INSTRUCTIONS FOR THE TASK: Everything in the records below should be set down again, word for word.

EXERCISE MATERIALS:

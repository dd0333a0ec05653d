//! Validation errors raised at the input boundary.
//!
//! The engine itself never fails; everything here is produced before a
//! calculation runs.

use std::fmt;

/// Errors returned while turning user input into a rebalance request.
#[derive(Clone, Debug, PartialEq, thiserror::Error)]
pub enum InputError {
    #[error("ticker must not be empty")]
    EmptyTicker,

    #[error("invalid ticker \"{0}\" (at most 10 characters)")]
    InvalidTicker(String),

    #[error("invalid amount \"{0}\"")]
    InvalidAmount(String),

    #[error("invalid target \"{0}\" (expected 0-100)")]
    InvalidTarget(String),

    #[error("please add at least one complete position")]
    NoPositions,

    #[error("{}", target_sum_message(.total))]
    TargetSum { total: f64 },

    #[error("{mode} needs an amount greater than $0")]
    MissingModeAmount { mode: crate::Mode },

    #[error("cannot withdraw ${requested:.2} from a portfolio worth ${available:.2}")]
    InsufficientFunds { requested: f64, available: f64 },

    #[error("portfolio total value is zero")]
    ZeroTotalValue,
}

fn target_sum_message(total: &f64) -> String {
    let total = *total;
    let diff = total - 100.0;
    let direction = if diff > 0.0 { "too high" } else { "too low" };
    format!(
        "target allocations add up to {total:.2}%, which is {:.2}% {direction}; they must add up to exactly 100%",
        diff.abs()
    )
}

/// Unrecognized rebalancing mode name.
#[derive(Clone, Debug, PartialEq, Eq, thiserror::Error)]
#[error("unknown mode \"{0}\" (expected standard, add-only, sell-only, contribution or withdrawal)")]
pub struct ParseModeError(pub String);

/// What went wrong on a single import line.
#[derive(Clone, Debug, PartialEq, Eq)]
pub enum LineErrorKind {
    /// CSV row without exactly three columns.
    ColumnCount,
    /// Free-text row that could not be split into ticker, amount and target.
    Unparseable(String),
    Ticker(String),
    Amount(String),
    Target(String),
}

/// One rejected import line (1-based line number).
#[derive(Clone, Debug, PartialEq, Eq, thiserror::Error)]
#[error("Line {line}: {kind}")]
pub struct LineError {
    pub line: usize,
    pub kind: LineErrorKind,
}

impl fmt::Display for LineErrorKind {
    fn fmt(&self, f: &mut fmt::Formatter<'_>) -> fmt::Result {
        match self {
            LineErrorKind::ColumnCount => write!(f, "Expected 3 columns (Ticker,Amount,Target%)"),
            LineErrorKind::Unparseable(line) => write!(f, "Could not parse \"{line}\""),
            LineErrorKind::Ticker(t) => write!(f, "Invalid ticker \"{t}\""),
            LineErrorKind::Amount(a) => write!(f, "Invalid amount \"{a}\""),
            LineErrorKind::Target(t) => write!(f, "Invalid target \"{t}\""),
        }
    }
}

/// Failure to import a CSV or free-text portfolio.
#[derive(Clone, Debug, PartialEq, thiserror::Error)]
pub enum ImportError {
    #[error("no valid positions found")]
    Empty,

    #[error("{}", join_lines(.0))]
    Invalid(Vec<LineError>),
}

fn join_lines(errors: &[LineError]) -> String {
    errors
        .iter()
        .map(ToString::to_string)
        .collect::<Vec<_>>()
        .join("\n")
}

SOLUTION TO THIS PROBLEM:
repository dd0333a0ec05653d
//! Validation errors raised at the input boundary.
//!
//! The engine itself never fails; everything here is produced before a
//! calculation runs.

use std::fmt;

/// Errors returned while turning user input into a rebalance request.
#[derive(Clone, Debug, PartialEq, thiserror::Error)]
pub enum InputError {
    #[error("ticker must not be empty")]
    EmptyTicker,

    #[error("invalid ticker \"{0}\" (at most 10 characters)")]
    InvalidTicker(String),

    #[error("invalid amount \"{0}\"")]
    InvalidAmount(String),

    #[error("invalid target \"{0}\" (expected 0-100)")]
    InvalidTarget(String),

    #[error("please add at least one complete position")]
    NoPositions,

    #[error("{}", target_sum_message(.total))]
    TargetSum { total: f64 },

    #[error("{mode} needs an amount greater than $0")]
    MissingModeAmount { mode: crate::Mode },

    #[error("cannot withdraw ${requested:.2} from a portfolio worth ${available:.2}")]
    InsufficientFunds { requested: f64, available: f64 },

    #[error("portfolio total value is zero")]
    ZeroTotalValue,
}

fn target_sum_message(total: &f64) -> String {
    let total = *total;
    let diff = total - 100.0;
    let direction = if diff > 0.0 { "too high" } else { "too low" };
    format!(
        "target allocations add up to {total:.2}%, which is {:.2}% {direction}; they must add up to exactly 100%",
        diff.abs()
    )
}

/// Unrecognized rebalancing mode name.
#[derive(Clone, Debug, PartialEq, Eq, thiserror::Error)]
#[error("unknown mode \"{0}\" (expected standard, add-only, sell-only, contribution or withdrawal)")]
pub struct ParseModeError(pub String);

/// What went wrong on a single import line.
#[derive(Clone, Debug, PartialEq, Eq)]
pub enum LineErrorKind {
    /// CSV row without exactly three columns.
    ColumnCount,
    /// Free-text row that could not be split into ticker, amount and target.
    Unparseable(String),
    Ticker(String),
    Amount(String),
    Target(String),
}

/// One rejected import line (1-based line number).
#[derive(Clone, Debug, PartialEq, Eq, thiserror::Error)]
#[error("Line {line}: {kind}")]
pub struct LineError {
    pub line: usize,
    pub kind: LineErrorKind,
}

impl fmt::Display for LineErrorKind {
    fn fmt(&self, f: &mut fmt::Formatter<'_>) -> fmt::Result {
        match self {
            LineErrorKind::ColumnCount => write!(f, "Expected 3 columns (Ticker,Amount,Target%)"),
            LineErrorKind::Unparseable(line) => write!(f, "Could not parse \"{line}\""),
            LineErrorKind::Ticker(t) => write!(f, "Invalid ticker \"{t}\""),
            LineErrorKind::Amount(a) => write!(f, "Invalid amount \"{a}\""),
            LineErrorKind::Target(t) => write!(f, "Invalid target \"{t}\""),
        }
    }
}

/// Failure to import a CSV or free-text portfolio.
#[derive(Clone, Debug, PartialEq, thiserror::Error)]
pub enum ImportError {
    #[error("no valid positions found")]
    Empty,

    #[error("{}", join_lines(.0))]
    Invalid(Vec<LineError>),
}

fn join_lines(errors: &[LineError]) -> String {
    errors
        .iter()
        .map(ToString::to_string)
        .collect::<Vec<_>>()
        .join("\n")
}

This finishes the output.